TASK PROMPT:
What lines in the listing include "state"? Return a copy of each.

STORED DATA:
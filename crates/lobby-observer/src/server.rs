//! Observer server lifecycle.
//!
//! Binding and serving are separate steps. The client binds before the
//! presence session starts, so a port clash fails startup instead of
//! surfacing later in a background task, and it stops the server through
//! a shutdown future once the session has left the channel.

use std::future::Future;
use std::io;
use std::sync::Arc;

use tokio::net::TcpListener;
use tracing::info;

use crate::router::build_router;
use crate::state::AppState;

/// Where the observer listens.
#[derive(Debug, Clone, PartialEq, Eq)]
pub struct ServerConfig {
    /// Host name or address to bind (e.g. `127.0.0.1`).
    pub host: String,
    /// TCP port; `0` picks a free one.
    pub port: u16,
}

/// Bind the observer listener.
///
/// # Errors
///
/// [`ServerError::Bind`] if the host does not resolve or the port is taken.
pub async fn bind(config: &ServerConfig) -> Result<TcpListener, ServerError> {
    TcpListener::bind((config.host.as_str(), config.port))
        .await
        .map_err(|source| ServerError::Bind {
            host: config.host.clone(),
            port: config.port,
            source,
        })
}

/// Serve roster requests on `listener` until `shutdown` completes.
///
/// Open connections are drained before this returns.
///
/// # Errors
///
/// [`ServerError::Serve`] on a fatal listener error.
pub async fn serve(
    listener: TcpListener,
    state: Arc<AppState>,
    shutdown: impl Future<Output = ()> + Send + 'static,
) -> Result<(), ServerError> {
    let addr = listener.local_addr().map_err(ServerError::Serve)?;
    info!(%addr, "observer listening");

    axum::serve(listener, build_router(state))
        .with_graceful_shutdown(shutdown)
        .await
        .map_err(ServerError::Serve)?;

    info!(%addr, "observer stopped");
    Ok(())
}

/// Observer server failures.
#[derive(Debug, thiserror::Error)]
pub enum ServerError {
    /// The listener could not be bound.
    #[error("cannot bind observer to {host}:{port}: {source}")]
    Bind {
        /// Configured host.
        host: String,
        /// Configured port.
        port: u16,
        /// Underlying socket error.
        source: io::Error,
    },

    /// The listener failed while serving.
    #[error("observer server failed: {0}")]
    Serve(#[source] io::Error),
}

WRITTEN REPLY:
use crate::state::AppState;
    state: Arc<AppState>,
    axum::serve(listener, build_router(state))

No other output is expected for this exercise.